A leisurely walk along the Yanunquay, one of 4 rivers that traverse the city
The third largest city in the country, Cuenca has been touted since 2008 as “the best place to live in Latin America for foreigners” and “the world’s number-one retirement destination” noted for “its charm and livability.”
Authors Deke Castleman and David Morrill have collectively lived in this Andean city for more than 10 years, watching its expatriate community grow and develop into a permanent population today of about 2,300 residents.
A neighborhood fruit and veggie market
Rather then elaborate with a lot of details like a how-to guidebook, their new e-book, Expats in Ecuador: Life in Cuenca, offers a big-picture perspective and overview of the experience of moving to and living in Cuenca today.

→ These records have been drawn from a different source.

//! Incremental splitter for reasoning-model output.
//!
//! Reasoning models interleave a thinking segment, bracketed by literal
//! marker tags (`<think>` / `</think>`), with the final answer in a single
//! completion stream. The stream arrives in arbitrarily sized fragments and
//! a marker may straddle any number of fragment boundaries, so detection
//! has to be an explicit state machine with a bounded holdback buffer
//! rather than a regex pass over the accumulated text.

pub const THINK_OPEN: &str = "<think>";
pub const THINK_CLOSE: &str = "</think>";

/// The placeholder some models emit when they decide not to think.
const EMPTY_THINK: &str = "<think>\n\n</think>";

#[derive(Debug, Clone, Copy, PartialEq, Eq)]
pub enum SplitterState {
    /// No opening marker seen yet.
    Scanning,
    /// Between the opening and closing markers.
    InReasoning,
    /// Closing marker seen; everything from here on is answer text.
    Done,
}

/// Text classified by a single `push` or `finish` call.
#[derive(Debug, Clone, Default, PartialEq, Eq)]
pub struct SplitOutput {
    pub reasoning: String,
    pub answer: String,
    /// True on the call that observed the closing marker.
    pub reasoning_closed: bool,
}

/// Splits a fragment stream into reasoning and answer channels.
///
/// First-pair-only semantics: once the closing marker has been seen, later
/// literal occurrences of either marker are ordinary answer text. A closing
/// marker with no preceding opening marker is also ordinary text.
#[derive(Debug, Clone)]
pub struct TagSplitter {
    open_tag: String,
    close_tag: String,
    state: SplitterState,
    // Unclassified tail, at most len(tag) - 1 bytes between pushes.
    buffer: String,
}

impl Default for TagSplitter {
    fn default() -> Self {
        TagSplitter::new(THINK_OPEN, THINK_CLOSE)
    }
}

impl TagSplitter {
    pub fn new(open_tag: impl Into<String>, close_tag: impl Into<String>) -> Self {
        TagSplitter {
            open_tag: open_tag.into(),
            close_tag: close_tag.into(),
            state: SplitterState::Scanning,
            buffer: String::new(),
        }
    }

    pub fn state(&self) -> SplitterState {
        self.state
    }

    /// Whether the closing marker has been observed.
    pub fn reasoning_closed(&self) -> bool {
        self.state == SplitterState::Done
    }

    /// Whether an opening marker was ever observed.
    pub fn entered_reasoning(&self) -> bool {
        self.state != SplitterState::Scanning
    }

    /// Consume one fragment and classify as much of it as possible.
    ///
    /// Text that could still turn out to be the start of a marker is held
    /// back until a later fragment (or `finish`) disambiguates it.
    pub fn push(&mut self, fragment: &str) -> SplitOutput {
        let mut out = SplitOutput::default();
        self.buffer.push_str(fragment);

        loop {
            match self.state {
                SplitterState::Scanning => {
                    if let Some(idx) = self.buffer.find(&self.open_tag) {
                        // Text before the opening marker is answer content.
                        out.answer.push_str(&self.buffer[..idx]);
                        self.buffer.drain(..idx + self.open_tag.len());
                        self.state = SplitterState::InReasoning;
                        continue;
                    }
                    let emit = self.buffer.len() - holdback(&self.buffer, &self.open_tag);
                    out.answer.push_str(&self.buffer[..emit]);
                    self.buffer.drain(..emit);
                    break;
                }
                SplitterState::InReasoning => {
                    if let Some(idx) = self.buffer.find(&self.close_tag) {
                        out.reasoning.push_str(&self.buffer[..idx]);
                        self.buffer.drain(..idx + self.close_tag.len());
                        out.reasoning_closed = true;
                        self.state = SplitterState::Done;
                        continue;
                    }
                    let emit = self.buffer.len() - holdback(&self.buffer, &self.close_tag);
                    out.reasoning.push_str(&self.buffer[..emit]);
                    self.buffer.drain(..emit);
                    break;
                }
                SplitterState::Done => {
                    out.answer.push_str(&self.buffer);
                    self.buffer.clear();
                    break;
                }
            }
        }

        out
    }

    /// Flush the holdback at end-of-stream.
    ///
    /// A tail still pending in `Scanning` or `Done` was never a marker, so
    /// it is answer text. A tail pending in `InReasoning` is reasoning that
    /// was cut off before its closing marker; the caller can tell from
    /// `reasoning_closed()` that the segment did not terminate naturally.
    pub fn finish(&mut self) -> SplitOutput {
        let mut out = SplitOutput::default();
        match self.state {
            SplitterState::Scanning | SplitterState::Done => {
                out.answer.push_str(&self.buffer);
            }
            SplitterState::InReasoning => {
                out.reasoning.push_str(&self.buffer);
            }
        }
        self.buffer.clear();
        out
    }

    pub fn reset(&mut self) {
        self.state = SplitterState::Scanning;
        self.buffer.clear();
    }
}

/// Length of the longest proper suffix of `buffer` that is a prefix of
/// `tag`, i.e. the bytes that must be withheld because the next fragment
/// could complete the marker. Bounded by `tag.len() - 1`.
fn holdback(buffer: &str, tag: &str) -> usize {
    let max = tag.len().saturating_sub(1).min(buffer.len());
    for keep in (1..=max).rev() {
        // Tags are ASCII; a tail that does not start on a char boundary
        // cannot match one.
        if let Some(tail) = buffer.get(buffer.len() - keep..) {
            if tag.starts_with(tail) {
                return keep;
            }
        }
    }
    0
}

/// Remove the marker pair (and the empty-thinking placeholder) from a
/// composite string. Idempotent: already-stripped text passes through
/// unchanged.
pub fn strip_reasoning_markers(text: &str) -> String {
    text.replace(EMPTY_THINK, "")
        .replace(THINK_OPEN, "")
        .replace(THINK_CLOSE, "")
}

/// Collapse whitespace-only reasoning to empty, so an empty thinking
/// segment renders as if no segment existed.
pub fn collapse_empty_reasoning(reasoning: String) -> String {
    if reasoning.trim().is_empty() {
        String::new()
    } else {
        reasoning
    }
}
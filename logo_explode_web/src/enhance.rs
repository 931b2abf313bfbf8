// Copyright 2026 the Logo Explode Authors
// SPDX-License-Identifier: Apache-2.0 OR MIT

//! Re-running page scripts and enhancement hooks after a swap.

use std::rc::Rc;

use gloo::console;
use gloo::events::EventListener;
use gloo::timers::callback::Timeout;
use js_sys::Function;
use logo_explode_core::hooks::REINVOKE_DELAY_MS;
use logo_explode_core::trace::{HookEvent, HookTrigger};
use wasm_bindgen::{JsCast as _, JsValue};
use web_sys::{Document, Element, HtmlScriptElement};

use crate::context::EngineContext;
use crate::dom;
use crate::error::{TransitionError, describe};

/// A fresh `<script>` with the attributes and text of `old`.
///
/// Scripts inserted through `innerHTML` or taken from a parsed document
/// never run; a newly created element does.
pub(crate) fn recreate_script(doc: &Document, old: &Element) -> Result<Element, TransitionError> {
    let fresh = doc.create_element("script").map_err(TransitionError::dom)?;
    for name in old.get_attribute_names().iter() {
        let Some(name) = name.as_string() else {
            continue;
        };
        if let Some(value) = old.get_attribute(&name) {
            fresh
                .set_attribute(&name, &value)
                .map_err(TransitionError::dom)?;
        }
    }
    fresh.set_text_content(old.text_content().as_deref());
    Ok(fresh)
}

/// Replaces every script under `root` with a fresh copy so it executes.
///
/// Returns the number of scripts replaced.
pub(crate) fn rerun_scripts(
    ctx: &Rc<EngineContext>,
    doc: &Document,
    root: &Element,
) -> Result<usize, TransitionError> {
    let scripts = dom::query_all(root, "script");
    for old in &scripts {
        let fresh = recreate_script(doc, old)?;
        watch(ctx, &fresh);
        old.replace_with_with_node_1(&fresh)
            .map_err(TransitionError::dom)?;
    }
    Ok(scripts.len())
}

/// Arms the load and delayed triggers of hooks matching `script`'s URL.
pub(crate) fn watch(ctx: &Rc<EngineContext>, script: &Element) {
    let Some(src) = script
        .dyn_ref::<HtmlScriptElement>()
        .map(HtmlScriptElement::src)
        .filter(|src| !src.is_empty())
    else {
        return;
    };
    if ctx.hooks().borrow().matching(&src).next().is_none() {
        return;
    }
    let weak = Rc::downgrade(ctx);
    let on_load = {
        let weak = weak.clone();
        let src = src.clone();
        move |_: &web_sys::Event| {
            if let Some(ctx) = weak.upgrade() {
                run_matching(&ctx, &src, HookTrigger::ScriptLoad);
            }
        }
    };
    EventListener::once(script, "load", on_load).forget();
    // Covers scripts that were already cached and loaded before the listener
    // attached.
    Timeout::new(REINVOKE_DELAY_MS, move || {
        if let Some(ctx) = weak.upgrade() {
            run_matching(&ctx, &src, HookTrigger::Delayed);
        }
    })
    .forget();
}

/// Invokes every registered hook.
pub(crate) fn run_all(ctx: &EngineContext) {
    let hooks: Vec<_> = ctx
        .hooks()
        .borrow()
        .iter()
        .map(|h| (h.name.clone(), h.callback.clone()))
        .collect();
    invoke(ctx, hooks, HookTrigger::Swap);
}

fn run_matching(ctx: &EngineContext, script_url: &str, trigger: HookTrigger) {
    let hooks: Vec<_> = ctx
        .hooks()
        .borrow()
        .matching(script_url)
        .map(|h| (h.name.clone(), h.callback.clone()))
        .collect();
    invoke(ctx, hooks, trigger);
}

// The registry is not borrowed while callbacks run; a hook may register
// another hook.
fn invoke(ctx: &EngineContext, hooks: Vec<(String, Function)>, trigger: HookTrigger) {
    for (name, callback) in hooks {
        ctx.trace(|t| {
            t.hook(&HookEvent {
                name: &name,
                trigger,
            });
        });
        if let Err(err) = callback.call0(&JsValue::NULL) {
            console::warn!(format!(
                "logo-explode: hook {name} failed: {}",
                describe(&err)
            ));
        }
    }
}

The authors explore the Cuencano lifestyle with a practical outlook. They discuss what they consider to be attractions and explore cultural conundrums.
Readers will find a wide range of issues addressed, including: deciding to leave the U.S. and live abroad, the city's unpredictable daily climate, altitude and attitude adjustment, money issues (including tipping), utilities/internet/cable TV/phones, transportation, renting versus buying, health & medical care, visas & immigration, popular gringo haunts, and the effects on marriages of expatriating.
There is an excellent chapter explaining Common Law (the U.S. system) versus Civil Law (the Ecuadorean system) for those of you who, like me, didn’t get this in high school civics class. Readers will also find enlightening the authors’ take on the future of the U.S. dollar in Ecuador.
San Francisco is one of several churches in El Centro
Included in the 158 pages of this e-book are references to other useful publications on expatriating to Ecuador plus blogs and forums maintained by current resident gringos. Expats in Ecuador: Life in Cuenca will interest anyone planning to visit, temporarily resettle in, or permanently relocate to this popular community.
It’s true what authors Morrill and Castleman profess: “By the time you’re finished reading this book, you’ll have a much better idea if you want to catch the next flight ... or if expatriating to Ecuador just isn’t for you.”